Find and copy each line of the data that includes "execution".

» Stored items
↓

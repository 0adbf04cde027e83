//! # Distribution Properties
//!
//! A relational node's distribution describes how its output rows are spread across the
//! execution units of the cluster. The aggregate planner only needs one question answered
//! about it: *across how many partitions is the input spread?* A single-partition input
//! can be aggregated in one step; a partitioned input needs a fragment aggregate per
//! partition and a coordinator aggregate after an exchange.
//!
//! ## Distributions
//!
//! - **Single**: all rows at one site (the coordinator, or an unpartitioned table).
//! - **Hash**: rows partitioned by a hash of the given column positions.
//! - **RoundRobin**: rows spread evenly with no locality guarantee.
//! - **Broadcast**: every partition holds a full copy. Aggregating any one copy gives the
//!   complete answer, so the aggregate planner treats it like a single site.

use serde::{Deserialize, Serialize};
use std::fmt;

/// Data distribution of a relational node's output.
#[derive(Debug, Clone, Default, PartialEq, Eq, Hash, Serialize, Deserialize)]
pub enum Distribution {
    #[default]
    Single,
    Hash { keys: Vec<usize>, partitions: u32 },
    RoundRobin { partitions: u32 },
    Broadcast { partitions: u32 },
}

impl Distribution {
    /// Number of execution units holding a *distinct* slice of the rows.
    pub fn partition_count(&self) -> u32 {
        match self {
            Distribution::Single | Distribution::Broadcast { .. } => 1,
            Distribution::Hash { partitions, .. } | Distribution::RoundRobin { partitions } => {
                (*partitions).max(1)
            }
        }
    }

    pub fn is_partitioned(&self) -> bool {
        self.partition_count() > 1
    }
}

impl fmt::Display for Distribution {
    fn fmt(&self, f: &mut fmt::Formatter<'_>) -> fmt::Result {
        match self {
            Distribution::Single => f.write_str("single"),
            Distribution::Hash { keys, partitions } => {
                write!(f, "hash[")?;
                for (i, k) in keys.iter().enumerate() {
                    if i > 0 {
                        write!(f, ", ")?;
                    }
                    write!(f, "${}", k)?;
                }
                write!(f, "]x{}", partitions)
            }
            Distribution::RoundRobin { partitions } => write!(f, "round_robin x{}", partitions),
            Distribution::Broadcast { partitions } => write!(f, "broadcast x{}", partitions),
        }
    }
}

#[cfg(test)]
mod tests {
    use super::*;

    #[test]
    fn test_partition_count() {
        assert_eq!(Distribution::Single.partition_count(), 1);
        assert_eq!(Distribution::Broadcast { partitions: 8 }.partition_count(), 1);
        assert_eq!(
            Distribution::Hash { keys: vec![0], partitions: 4 }.partition_count(),
            4
        );
        assert_eq!(Distribution::RoundRobin { partitions: 0 }.partition_count(), 1);
        assert!(!Distribution::RoundRobin { partitions: 1 }.is_partitioned());
    }
}
#[cfg(test)]
mod tests {
    use super::*;
    use crate::convert::DefaultExpressionConverter;
    use crate::expr::{BinaryOp, ScalarValue};
    use crate::rel::{Rel, TableScan};
    use crate::schema::{DataType, Field};
    use crate::stats::Statistics;
    use std::sync::Arc;

    fn scan() -> RelRef {
        Arc::new(Rel::Scan(TableScan::new(
            "orders",
            RowType::new(vec![
                Field::new("id", DataType::BigInt, false),
                Field::new("region", DataType::Varchar, false),
                Field::new("amount", DataType::Integer, true),
            ]),
            Statistics::unknown(),
        )))
    }

    fn unsplit(group: &[usize], calls: Vec<AggregateCall>) -> PhysicalAggregate {
        PhysicalAggregate::create(
            scan(),
            GroupSet::of(group),
            calls,
            GroupingStrategy::Hash,
            AggregateRole::Unsplit,
            1,
            None,
        )
        .unwrap()
    }

    #[test]
    fn test_role_and_split_checks() {
        let err = PhysicalAggregate::create(
            scan(),
            GroupSet::of(&[1]),
            vec![],
            GroupingStrategy::Hash,
            AggregateRole::Unsplit,
            4,
            None,
        )
        .unwrap_err();
        assert!(matches!(
            err,
            PlanError::Internal(InternalFault::InconsistentRole { split_count: 4, .. })
        ));

        let err = PhysicalAggregate::create(
            scan(),
            GroupSet::of(&[1]),
            vec![],
            GroupingStrategy::Hash,
            AggregateRole::FragmentOnly,
            0,
            None,
        )
        .unwrap_err();
        assert_eq!(err, PlanError::Internal(InternalFault::InvalidSplitCount(0)));

        let coordinator = PhysicalAggregate::create(
            scan(),
            GroupSet::of(&[1]),
            vec![],
            GroupingStrategy::Serial,
            AggregateRole::Coordinator,
            1,
            None,
        )
        .unwrap();
        assert!(coordinator.is_coordinator());
        assert!(!unsplit(&[1], vec![]).is_coordinator());
    }

    #[test]
    fn test_non_prefix_group_keys_read_input_positions() {
        let agg = unsplit(&[1, 2], vec![AggregateCall::new(AggregateKind::Max, vec![0])]);
        let node = agg.to_runtime_plan(&DefaultExpressionConverter).unwrap();
        let plan = node.as_aggregate().unwrap();
        assert_eq!(
            plan.group_by,
            vec![
                ScalarExpr::Column(crate::expr::ColumnRef::named(1, "region")),
                ScalarExpr::Column(crate::expr::ColumnRef::named(2, "amount")),
            ]
        );
        assert_eq!(plan.aggregates[0].output_column, 2);
        assert_eq!(node.output_schema.names(), vec!["region", "amount", "$f2"]);
    }

    #[test]
    fn test_unsupported_function_names_it() {
        let agg = unsplit(&[], vec![AggregateCall::new(AggregateKind::StddevPop, vec![2])]);
        let err = agg.to_runtime_plan(&DefaultExpressionConverter).unwrap_err();
        assert!(err.is_recoverable());
        assert_eq!(err.to_string(), "Unsupported aggregate function: STDDEV_POP");
    }

    #[test]
    fn test_having_is_bound_to_output_row() {
        let having = ScalarExpr::binary(
            BinaryOp::Gt,
            ScalarExpr::column(1),
            ScalarExpr::literal(ScalarValue::Int64(3)),
        );
        let agg = PhysicalAggregate::create(
            scan(),
            GroupSet::of(&[1]),
            vec![AggregateCall::count_star().named("cnt")],
            GroupingStrategy::Hash,
            AggregateRole::Unsplit,
            1,
            Some(having),
        )
        .unwrap();
        let node = agg.to_runtime_plan(&DefaultExpressionConverter).unwrap();
        let predicate = node.as_aggregate().unwrap().post_predicate.clone().unwrap();
        assert_eq!(predicate.columns()[0].name.as_deref(), Some("cnt"));
        assert!(agg.digest().ends_with("_split_1_coordinator_false>($1, 3)"));

        let bad = PhysicalAggregate::create(
            scan(),
            GroupSet::of(&[1]),
            vec![],
            GroupingStrategy::Hash,
            AggregateRole::Unsplit,
            1,
            Some(ScalarExpr::column(5)),
        );
        assert!(matches!(
            bad,
            Err(PlanError::Internal(InternalFault::ColumnOutOfBounds { index: 5, .. }))
        ));
    }

    #[test]
    fn test_describe_items() {
        let agg = unsplit(&[1], vec![AggregateCall::count_star()]);
        let desc = agg.describe();
        assert_eq!(desc.op(), "HashAggregate");
        assert_eq!(desc.get("group"), Some("{1}"));
        assert_eq!(desc.get("role"), Some("unsplit"));
        assert_eq!(desc.get("split"), Some("1"));
        assert_eq!(desc.get("having"), None);
    }
}
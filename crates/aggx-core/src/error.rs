//! # Planning Errors
//!
//! Lowering a plan alternative can fail in two very different ways, and callers must be
//! able to tell them apart:
//!
//! - **Unsupported function** (`PlanError::UnsupportedAggregate`): the query asked for an
//!   aggregate the runtime cannot execute. This is a property of the user's query. The
//!   search framework may discard the alternative and keep looking.
//! - **Internal fault** (`PlanError::Internal`): the tree handed to the planner violates a
//!   structural contract (too many aggregate arguments, a group key outside the row, a
//!   non-decomposable call reaching the split rule, ...). These indicate a defect upstream
//!   and must halt compilation of the query with a diagnosable message.
//!
//! Cost anomalies are never errors; see `cost` and `stats`.

use crate::expr::AggregateKind;
use crate::physical::AggregateRole;

/// Result alias used throughout the planner.
pub type Result<T> = std::result::Result<T, PlanError>;

/// Errors that can occur while building, splitting or lowering plan nodes.
#[derive(Debug, Clone, PartialEq, thiserror::Error)]
pub enum PlanError {
    /// The aggregate function has no runtime operator.
    #[error("Unsupported aggregate function: {function}")]
    UnsupportedAggregate { function: AggregateKind },
    /// A structural invariant was violated.
    #[error("Internal planner error: {0}")]
    Internal(#[from] InternalFault),
}

impl PlanError {
    /// Whether the search framework may drop this alternative and continue.
    pub fn is_recoverable(&self) -> bool {
        matches!(self, PlanError::UnsupportedAggregate { .. })
    }

    pub fn is_internal(&self) -> bool {
        matches!(self, PlanError::Internal(_))
    }
}

/// Internal-consistency faults. Each variant names the contract that was broken.
#[derive(Debug, Clone, PartialEq, thiserror::Error)]
pub enum InternalFault {
    /// The runtime only supports zero- or one-argument aggregates.
    #[error("aggregate call #{call} ({function}) has {count} arguments, at most 1 is supported")]
    TooManyArguments {
        call: usize,
        function: AggregateKind,
        count: usize,
    },
    #[error("group key {bit} is outside the input row ({field_count} fields)")]
    GroupKeyOutOfBounds { bit: usize, field_count: usize },
    #[error("aggregate call #{call} references argument {position} outside the input row ({field_count} fields)")]
    ArgumentOutOfBounds {
        call: usize,
        position: usize,
        field_count: usize,
    },
    #[error("column ${index} is outside the row ({field_count} fields)")]
    ColumnOutOfBounds { index: usize, field_count: usize },
    #[error("physical aggregates take exactly one grouping set, got {0}")]
    MultipleGroupingSets(usize),
    #[error("grouping set {set} is not a subset of the group key {group_set}")]
    GroupingSetNotSubset { set: String, group_set: String },
    #[error("aggregate call #{call} ({function}) cannot be split across partitions")]
    NonDecomposable { call: usize, function: AggregateKind },
    #[error("split count must be at least 1, got {0}")]
    InvalidSplitCount(u32),
    #[error("role {role:?} is inconsistent with split count {split_count}")]
    InconsistentRole { role: AggregateRole, split_count: u32 },
    #[error("{0} node reached physical lowering")]
    NotPhysical(&'static str),
    #[error("{0} node is missing its input")]
    MissingInput(&'static str),
}
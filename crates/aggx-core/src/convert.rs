//! # Expression Conversion
//!
//! Lowering hands every expression it emits to an `ExpressionConverter`. The converter
//! owns the mapping from relational fields and predicates to the runtime's scalar
//! expressions and schemas; the aggregate lowering only decides *which* field or
//! predicate gets converted and where the result goes.
//!
//! `DefaultExpressionConverter` binds expressions positionally: a field reference becomes
//! a named column reference, and a predicate has every column reference checked against
//! the row it will be evaluated over and annotated with that row's field name.
//!
//! The fixed function table `runtime_aggregate_type` also lives here. Kinds it does not
//! map have no runtime operator and are rejected during lowering.

use crate::error::{InternalFault, Result};
use crate::expr::{AggregateKind, ColumnRef, ScalarExpr};
use crate::runtime::{AggregateOpCode, NodeSchema, SchemaColumn};
use crate::schema::{Field, RowType};

/// Converts relational expressions and row types into their runtime form.
pub trait ExpressionConverter: Send + Sync {
    /// Expression reading field `index` of a row, where `field` describes that position.
    fn field_ref_to_expr(&self, index: usize, field: &Field) -> ScalarExpr;

    /// Bind a predicate against the row type it is evaluated over.
    fn convert_predicate(&self, predicate: &ScalarExpr, row_type: &RowType) -> Result<ScalarExpr>;

    fn row_schema_from_row_type(&self, row_type: &RowType) -> NodeSchema;
}

#[derive(Debug, Clone, Copy, Default)]
pub struct DefaultExpressionConverter;

impl ExpressionConverter for DefaultExpressionConverter {
    fn field_ref_to_expr(&self, index: usize, field: &Field) -> ScalarExpr {
        ScalarExpr::Column(ColumnRef::named(index, field.name.clone()))
    }

    fn convert_predicate(&self, predicate: &ScalarExpr, row_type: &RowType) -> Result<ScalarExpr> {
        let field_count = row_type.field_count();
        if let Some(col) = predicate.columns().into_iter().find(|c| c.index >= field_count) {
            return Err(InternalFault::ColumnOutOfBounds {
                index: col.index,
                field_count,
            }
            .into());
        }
        Ok(predicate.map_columns(&mut |col: &ColumnRef| match row_type.field(col.index) {
            Some(field) => self.field_ref_to_expr(col.index, field),
            None => ScalarExpr::Column(col.clone()),
        }))
    }

    fn row_schema_from_row_type(&self, row_type: &RowType) -> NodeSchema {
        NodeSchema {
            columns: row_type
                .fields()
                .iter()
                .map(|f| SchemaColumn {
                    name: f.name.clone(),
                    data_type: f.data_type,
                    nullable: f.nullable,
                })
                .collect(),
        }
    }
}

/// Runtime operator for an aggregate kind, or `None` if the runtime cannot execute it.
///
/// COUNT maps to the field-counting operator here; lowering switches a zero-argument
/// COUNT to `AggregateOpCode::CountStar`.
pub fn runtime_aggregate_type(kind: AggregateKind) -> Option<AggregateOpCode> {
    match kind {
        AggregateKind::Count => Some(AggregateOpCode::Count),
        AggregateKind::Sum | AggregateKind::Sum0 => Some(AggregateOpCode::Sum),
        AggregateKind::Avg => Some(AggregateOpCode::Avg),
        AggregateKind::Min => Some(AggregateOpCode::Min),
        AggregateKind::Max => Some(AggregateOpCode::Max),
        AggregateKind::AnyValue
        | AggregateKind::StddevPop
        | AggregateKind::StddevSamp
        | AggregateKind::VarPop
        | AggregateKind::VarSamp
        | AggregateKind::ListAgg
        | AggregateKind::CovarPop => None,
    }
}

↑

» TASK RESULT
//! execution units of the cluster. The aggregate planner only needs one question answered
    /// Number of execution units holding a *distinct* slice of the rows.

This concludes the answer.